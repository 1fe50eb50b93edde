//! # PairCodec: Cantor Pairing for Edges
//!
//! Maps an ordered pair of node ids to one scalar and back:
//!
//! ```text
//! encode(a, b) = b + (a + b)(a + b + 1) / 2
//!
//!        b→  0   1   2   3
//!   a↓  0    0   2   5   9
//!       1    1   4   8
//!       2    3   7
//!       3    6
//! ```
//!
//! Codes are order-sensitive: `encode(a, b) != encode(b, a)` unless `a == b`.
//!
//! # Numeric boundary
//!
//! The inverse finds the triangular index `w = ⌊(√(8z+1) − 1) / 2⌋` through
//! an f64 square root. Once `8z + 1` no longer fits the 53-bit mantissa the
//! rounded root can land on the next integer just below a triangular
//! number, and `w` comes out one too large.
//!
//! | Constant | Value | Meaning |
//! |----------|-------|---------|
//! | `MAX_SAFE_CODE` | 2^53 − 1 | every code up to here decodes exactly |
//! | `FIRST_UNSAFE_CODE` | 9 007 199 321 849 855 | smallest code the f64 root gets wrong, `= encode(0, 134 217 727)` |
//! | `MAX_NODE_ID` | 2^26 − 1 | any pair of ids up to here encodes at or below `MAX_SAFE_CODE` |
//!
//! `encode` rejects ids above `MAX_NODE_ID`, `decode` rejects codes above
//! `MAX_SAFE_CODE`, and an off-by-one root is caught by checked
//! subtraction. Nothing is silently mis-decoded.

use rand::Rng;

use crate::model::{Edge, EdgeSet, PairCode};
use crate::{Error, Result};

// ============================================================================
// Constants
// ============================================================================

/// Largest code guaranteed to decode exactly through the f64 root.
pub const MAX_SAFE_CODE: u64 = (1 << 53) - 1;

/// Smallest code whose f64 root is off by one: `T(2^27) − 1`.
pub const FIRST_UNSAFE_CODE: u64 = 9_007_199_321_849_855;

/// Largest node id accepted by `encode`.
pub const MAX_NODE_ID: u32 = (1 << 26) - 1;

/// Default sample count for the startup round-trip check.
pub const DEFAULT_SELF_CHECK_SAMPLES: usize = 1_000;

// ============================================================================
// Encode / decode
// ============================================================================

/// Encode an ordered pair.
pub fn encode(a: u32, b: u32) -> Result<PairCode> {
    if a > MAX_NODE_ID || b > MAX_NODE_ID {
        return Err(Error::NumericBoundary(format!(
            "pair ({a}, {b}) exceeds max node id {MAX_NODE_ID}"
        )));
    }
    let (a, b) = (a as u64, b as u64);
    let s = a + b;
    Ok(PairCode(b + s * (s + 1) / 2))
}

#[inline]
pub fn encode_edge(edge: Edge) -> Result<PairCode> {
    encode(edge.src, edge.dst)
}

/// Decode a code back to its ordered pair.
pub fn decode(code: PairCode) -> Result<Edge> {
    if code.0 > MAX_SAFE_CODE {
        return Err(Error::NumericBoundary(format!(
            "code {code} exceeds max safe code {MAX_SAFE_CODE}"
        )));
    }
    invert(code.0)
}

/// Encode every edge, preserving order.
pub fn encode_all(edges: &EdgeSet) -> Result<Vec<PairCode>> {
    edges.iter().map(|&e| encode_edge(e)).collect()
}

/// Decode every code, preserving order.
pub fn decode_all(codes: &[PairCode]) -> Result<EdgeSet> {
    codes.iter().map(|&c| decode(c)).collect()
}

/// `⌊(√(8z+1) − 1) / 2⌋` through f64.
#[inline]
fn triangular_root(z: u64) -> u64 {
    let x = z.saturating_mul(8).saturating_add(1) as f64;
    (0.5 * (x.sqrt() - 1.0)).floor() as u64
}

/// Inverse without the range guard. A wrong root makes either `z − T(w)`
/// or `w − b` negative.
fn invert(z: u64) -> Result<Edge> {
    let w = triangular_root(z);
    let t = w * (w + 1) / 2;
    let pair = z
        .checked_sub(t)
        .and_then(|b| w.checked_sub(b).map(|a| (a, b)))
        .and_then(|(a, b)| Some((u32::try_from(a).ok()?, u32::try_from(b).ok()?)));

    pair.map(|(a, b)| Edge::new(a, b)).ok_or_else(|| {
        Error::NumericBoundary(format!(
            "code {z} lost precision in the f64 inverse (triangular root {w})"
        ))
    })
}

// ============================================================================
// Startup self-check
// ============================================================================

/// Round-trip `samples` random pairs drawn from `[0, bound)²`, plus the
/// corner `(bound − 1, bound − 1)`.
pub fn self_check<R: Rng + ?Sized>(rng: &mut R, samples: usize, bound: u32) -> Result<()> {
    if bound == 0 || bound - 1 > MAX_NODE_ID {
        return Err(Error::NumericBoundary(format!(
            "self-check bound {bound} outside 1..={}",
            MAX_NODE_ID as u64 + 1
        )));
    }

    let corner = (bound - 1, bound - 1);
    let pairs = (0..samples)
        .map(|_| (rng.gen_range(0..bound), rng.gen_range(0..bound)))
        .chain(std::iter::once(corner));

    for (a, b) in pairs {
        let back = decode(encode(a, b)?)?;
        if back != Edge::new(a, b) {
            return Err(Error::NumericBoundary(format!(
                "pair ({a}, {b}) decoded as {back}"
            )));
        }
    }

    tracing::debug!(samples, bound, "pair codec self-check passed");
    Ok(())
}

- - - - -

*PROBLEM TO WORK ON*
Scan the records for lines with the string "crate". Give the number of such lines and nothing else.

*TASK OUTPUT*
2